Q&A with Nell’s Compass

 
 
 

Actress Mary Steenburgen and her daughter, Lilly McDowell Walton, combined their love for home design and travel to create an eco-friendly candle line infused with the legacy of their mother and grandmother, respectively. Here, the mother-daughter team share their inspiration for Nell’s Compass and the nonprofit they partnered with to light the way for families in poverty.

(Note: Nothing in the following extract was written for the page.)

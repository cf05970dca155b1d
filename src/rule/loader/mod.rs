//! 规则加载模块
pub mod rule_loader;

pub use rule_loader::{LoadIssue, LoadReport, RuleLoader};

afm1112-tete-a-tete-mary-steenburgen

AFM: What sparked the initial idea for Nell’s Compass?
MS: I am part-owner of a store called Rooms & Gardens in Santa Monica. I would go on buying trips in Europe for the store and when I would do so, the candle lines I was drawn to were made in Europe and were crazy expensive. So I asked my daughter if she would like to help me develop a candle that was…soy-based with a lead-free wick, but has the beauty of the European candles with the advantage of being made in America and was affordable.
LMW: We didn’t really plan on starting a candle company. We were just brainstorming the perfect candle we would want in the store. And we thought, ‘Well, why don’t we just try and make it?’ We found all the right people and put all the puzzle pieces together.
AFM: What is the story behind the company name?
MS: At the time of doing all this, my mother, Nell, was in the hospital. We originally intended to name the candle line “Compass” because we liked the idea of traveling through scent, but while at my mom’s bedside, we found out the name “Compass” had already been taken. My son suggested we name it “Nell’s Compass.” It was a perfect idea because she was a very beautiful person, inwardly and outwardly. She was inspirational to other people, and there was a very beautiful glow about her—she lit up the room when she walked into it. All these things felt intuitively right to us. It feels like this multi-generational female-driven company that shares in a bigger way. The idea…made us want to give a portion of each candle sale to a nonprofit that we really care about called Heifer International.
AFM: What is Heifer International?
MS: The basis of it is giving people throughout the world, including this country, animals appropriate to their environment. In preparation for the animals, the people’s ecosystem is prepared and improved so that even the land around their home becomes more environmentally sustainable. It not only lifts up the family from poverty, but their very environment is improved. Most important to Lilly and I, the animals are not given to any community that practices discrimination against women. So if women are not allowed to be profit participants of selling produce of the animal, then the animal won’t go to that community. And what happened is, there are villages that have changed their whole way of thinking, and women have been lifted up because they want the animals so badly. It’s hard to see that in this country that a pair of goats can change lives and even change long-standing prejudices and ways of living.  
AFM: What does the future hold for Nell’s Compass?
MS: We’re also potentially going to work with another organization that we love very much called Oceana that’s about the sustainability of the ocean. We’re planning on developing a line that has to do with the ocean.
LMW: Even though it’s just candles, we created a whole world that could launch us into other things like linens, napkins or tablecloths. I am starting to work on a soap line for the four scents we have.